— Task requirements —
The answer must be every line of the records below that holds the word "impl".

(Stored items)
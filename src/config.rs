//! Configuration module for the gzecho server.
//!
//! Supports both command-line arguments and TOML configuration file.
//! CLI arguments take precedence over config file values.

use crate::presentation::{gzip, TextEncoding};
use clap::{Parser, ValueEnum};
use serde::Deserialize;
use std::net::{SocketAddr, ToSocketAddrs};
use std::path::{Path, PathBuf};
use thiserror::Error;

/// Command-line arguments for the echo server
#[derive(Parser, Debug, Default)]
#[command(name = "gzecho")]
#[command(author = "gzecho authors")]
#[command(version = "0.1.0")]
#[command(about = "A single-connection TCP echo server", long_about = None)]
pub struct CliArgs {
    /// Path to TOML configuration file
    #[arg(short, long)]
    pub config: Option<PathBuf>,

    /// Address to bind to (defaults to this host's resolved address)
    #[arg(short = 'H', long)]
    pub host: Option<String>,

    /// Port to bind to
    #[arg(short, long)]
    pub port: Option<u16>,

    /// Maximum bytes read from the socket in one receive call
    #[arg(short, long)]
    pub buffer_size: Option<usize>,

    /// Text that ends a session
    #[arg(short, long)]
    pub stop_word: Option<String>,

    /// Largest message reassembled across reads, in bytes
    #[arg(long)]
    pub max_message_size: Option<usize>,

    /// Presentation codec
    #[arg(long, value_enum)]
    pub codec: Option<CodecType>,

    /// Text encoding (utf-8, ascii, latin-1)
    #[arg(short, long)]
    pub encoding: Option<String>,

    /// Gzip compression level, 0 (fastest) to 9 (smallest)
    #[arg(long)]
    pub compression_level: Option<u32>,

    /// Largest decompressed message accepted, in bytes
    #[arg(long)]
    pub max_decoded_size: Option<usize>,

    /// Log level (trace, debug, info, warn, error)
    #[arg(long, default_value = "info")]
    pub log_level: String,
}

/// Presentation codec selection
#[derive(Debug, Clone, Copy, PartialEq, Eq, Default, Deserialize, ValueEnum)]
#[serde(rename_all = "lowercase")]
pub enum CodecType {
    /// Encode, then gzip
    #[default]
    Gzip,
    /// Encode only
    Plain,
}

/// TOML configuration file structure
#[derive(Debug, Deserialize, Default)]
pub struct TomlConfig {
    #[serde(default)]
    pub server: ServerSettings,
    #[serde(default)]
    pub presentation: PresentationSettings,
    #[serde(default)]
    pub logging: LoggingSettings,
}

/// `[server]` section
#[derive(Debug, Deserialize)]
pub struct ServerSettings {
    /// Address to bind to; resolved from the host name when absent
    pub host: Option<String>,
    #[serde(default = "default_port")]
    pub port: u16,
    #[serde(default = "default_buffer_size")]
    pub buffer_size: usize,
    #[serde(default = "default_stop_word")]
    pub stop_word: String,
    #[serde(default = "default_max_message_size")]
    pub max_message_size: usize,
}

impl Default for ServerSettings {
    fn default() -> Self {
        Self {
            host: None,
            port: default_port(),
            buffer_size: default_buffer_size(),
            stop_word: default_stop_word(),
            max_message_size: default_max_message_size(),
        }
    }
}

/// `[presentation]` section
#[derive(Debug, Deserialize)]
pub struct PresentationSettings {
    #[serde(default)]
    pub codec: CodecType,
    #[serde(default = "default_encoding")]
    pub encoding: String,
    #[serde(default = "default_compression_level")]
    pub compression_level: u32,
    #[serde(default = "default_max_decoded_size")]
    pub max_decoded_size: usize,
}

impl Default for PresentationSettings {
    fn default() -> Self {
        Self {
            codec: CodecType::default(),
            encoding: default_encoding(),
            compression_level: default_compression_level(),
            max_decoded_size: default_max_decoded_size(),
        }
    }
}

/// `[logging]` section
#[derive(Debug, Deserialize)]
pub struct LoggingSettings {
    #[serde(default = "default_log_level")]
    pub level: String,
}

impl Default for LoggingSettings {
    fn default() -> Self {
        Self {
            level: default_log_level(),
        }
    }
}

fn default_port() -> u16 {
    8000
}

fn default_buffer_size() -> usize {
    64
}

fn default_stop_word() -> String {
    "STOP".to_string()
}

fn default_max_message_size() -> usize {
    64 * 1024
}

fn default_encoding() -> String {
    "utf-8".to_string()
}

fn default_compression_level() -> u32 {
    1
}

fn default_max_decoded_size() -> usize {
    gzip::DEFAULT_MAX_DECODED
}

fn default_log_level() -> String {
    "info".to_string()
}

/// Settings owned by the connection handler. Immutable once built.
#[derive(Debug, Clone, PartialEq, Eq)]
pub struct ServerConfig {
    pub host: String,
    pub port: u16,
    /// Maximum bytes per receive call
    pub buffer_size: usize,
    pub stop_word: String,
    /// Upper bound on a message reassembled from several reads
    pub max_message_size: usize,
}

impl Default for ServerConfig {
    fn default() -> Self {
        Self {
            host: LOOPBACK.to_string(),
            port: default_port(),
            buffer_size: default_buffer_size(),
            stop_word: default_stop_word(),
            max_message_size: default_max_message_size(),
        }
    }
}

impl ServerConfig {
    /// Resolve `host:port` to the first matching socket address.
    pub fn socket_addr(&self) -> Result<SocketAddr, ConfigError> {
        let target = format!("{}:{}", self.host, self.port);
        target
            .to_socket_addrs()
            .map_err(|e| ConfigError::Resolve(target.clone(), e.to_string()))?
            .next()
            .ok_or_else(|| ConfigError::Resolve(target, "no addresses found".to_string()))
    }

    fn validate(&self) -> Result<(), ConfigError> {
        if self.buffer_size == 0 {
            return Err(ConfigError::ZeroBufferSize);
        }
        if self.stop_word.is_empty() {
            return Err(ConfigError::EmptyStopWord);
        }
        if self.max_message_size < self.buffer_size {
            return Err(ConfigError::MessageLimitTooSmall {
                max_message_size: self.max_message_size,
                buffer_size: self.buffer_size,
            });
        }
        Ok(())
    }
}

/// Settings owned by the presentation layer.
#[derive(Debug, Clone, Copy, PartialEq, Eq)]
pub struct PresentationConfig {
    pub codec: CodecType,
    pub encoding: TextEncoding,
    pub compression_level: u32,
    /// Upper bound on one decompressed message
    pub max_decoded_size: usize,
}

impl Default for PresentationConfig {
    fn default() -> Self {
        Self {
            codec: CodecType::default(),
            encoding: TextEncoding::default(),
            compression_level: default_compression_level(),
            max_decoded_size: default_max_decoded_size(),
        }
    }
}

/// Final resolved configuration
#[derive(Debug, Clone)]
pub struct Config {
    pub server: ServerConfig,
    pub presentation: PresentationConfig,
    pub log_level: String,
    /// Host name resolution failed and the server binds to loopback
    pub loopback_fallback: bool,
}

impl Config {
    /// Load configuration from CLI args and optional TOML file.
    pub fn load() -> Result<Self, ConfigError> {
        Self::from_cli(CliArgs::parse())
    }

    /// Merge CLI args over the TOML file named by `--config`, if any.
    pub fn from_cli(cli: CliArgs) -> Result<Self, ConfigError> {
        let toml_config = match cli.config {
            Some(ref config_path) => read_toml(config_path)?,
            None => TomlConfig::default(),
        };

        let encoding_name = cli.encoding.unwrap_or(toml_config.presentation.encoding);
        let encoding = encoding_name
            .parse::<TextEncoding>()
            .map_err(|_| ConfigError::InvalidEncoding(encoding_name))?;

        let compression_level = cli
            .compression_level
            .unwrap_or(toml_config.presentation.compression_level);
        if compression_level > gzip::MAX_LEVEL {
            return Err(ConfigError::InvalidCompressionLevel(compression_level));
        }

        let mut loopback_fallback = false;
        let host = match cli.host.or(toml_config.server.host) {
            Some(host) => host,
            None => resolve_local_host().unwrap_or_else(|| {
                loopback_fallback = true;
                LOOPBACK.to_string()
            }),
        };

        let server = ServerConfig {
            host,
            port: cli.port.unwrap_or(toml_config.server.port),
            buffer_size: cli.buffer_size.unwrap_or(toml_config.server.buffer_size),
            stop_word: cli.stop_word.unwrap_or(toml_config.server.stop_word),
            max_message_size: cli
                .max_message_size
                .unwrap_or(toml_config.server.max_message_size),
        };
        server.validate()?;

        Ok(Config {
            server,
            presentation: PresentationConfig {
                codec: cli.codec.unwrap_or(toml_config.presentation.codec),
                encoding,
                compression_level,
                max_decoded_size: cli
                    .max_decoded_size
                    .unwrap_or(toml_config.presentation.max_decoded_size),
            },
            log_level: if cli.log_level != "info" {
                cli.log_level
            } else {
                toml_config.logging.level
            },
            loopback_fallback,
        })
    }
}

fn read_toml(path: &Path) -> Result<TomlConfig, ConfigError> {
    let contents = std::fs::read_to_string(path)
        .map_err(|e| ConfigError::FileRead(path.to_path_buf(), e))?;
    toml::from_str(&contents).map_err(|e| ConfigError::TomlParse(path.to_path_buf(), e))
}

/// Bind address used when the host name does not resolve.
pub const LOOPBACK: &str = "127.0.0.1";

/// First IPv4 address this machine's host name resolves to.
pub fn resolve_local_host() -> Option<String> {
    local_hostname()
        .and_then(|name| (name.as_str(), 0u16).to_socket_addrs().ok())
        .and_then(|mut addrs| addrs.find(SocketAddr::is_ipv4))
        .map(|addr| addr.ip().to_string())
}

fn local_hostname() -> Option<String> {
    let mut buf = [0u8; 256];
    // SAFETY: buf is valid for writes of buf.len() bytes
    let rc = unsafe { libc::gethostname(buf.as_mut_ptr().cast::<libc::c_char>(), buf.len()) };
    if rc != 0 {
        return None;
    }
    let len = buf.iter().position(|&b| b == 0).unwrap_or(buf.len());
    String::from_utf8(buf[..len].to_vec()).ok()
}

/// Configuration loading errors
#[derive(Debug, Error)]
pub enum ConfigError {
    #[error("Failed to read config file '{path}': {err}", path = .0.display(), err = .1)]
    FileRead(PathBuf, std::io::Error),

    #[error("Failed to parse config file '{path}': {err}", path = .0.display(), err = .1)]
    TomlParse(PathBuf, toml::de::Error),

    #[error("Unknown text encoding '{0}'")]
    InvalidEncoding(String),

    #[error("Compression level {0} is out of range 0-9")]
    InvalidCompressionLevel(u32),

    #[error("Buffer size must be greater than zero")]
    ZeroBufferSize,

    #[error("Stop word must not be empty")]
    EmptyStopWord,

    #[error("Max message size {max_message_size} is smaller than buffer size {buffer_size}")]
    MessageLimitTooSmall {
        max_message_size: usize,
        buffer_size: usize,
    },

    #[error("Failed to resolve '{0}': {1}")]
    Resolve(String, String),
}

— Result of this exercise —
impl Default for ServerSettings {
impl Default for PresentationSettings {
impl Default for LoggingSettings {
impl Default for ServerConfig {
impl ServerConfig {
impl Default for PresentationConfig {
impl Config {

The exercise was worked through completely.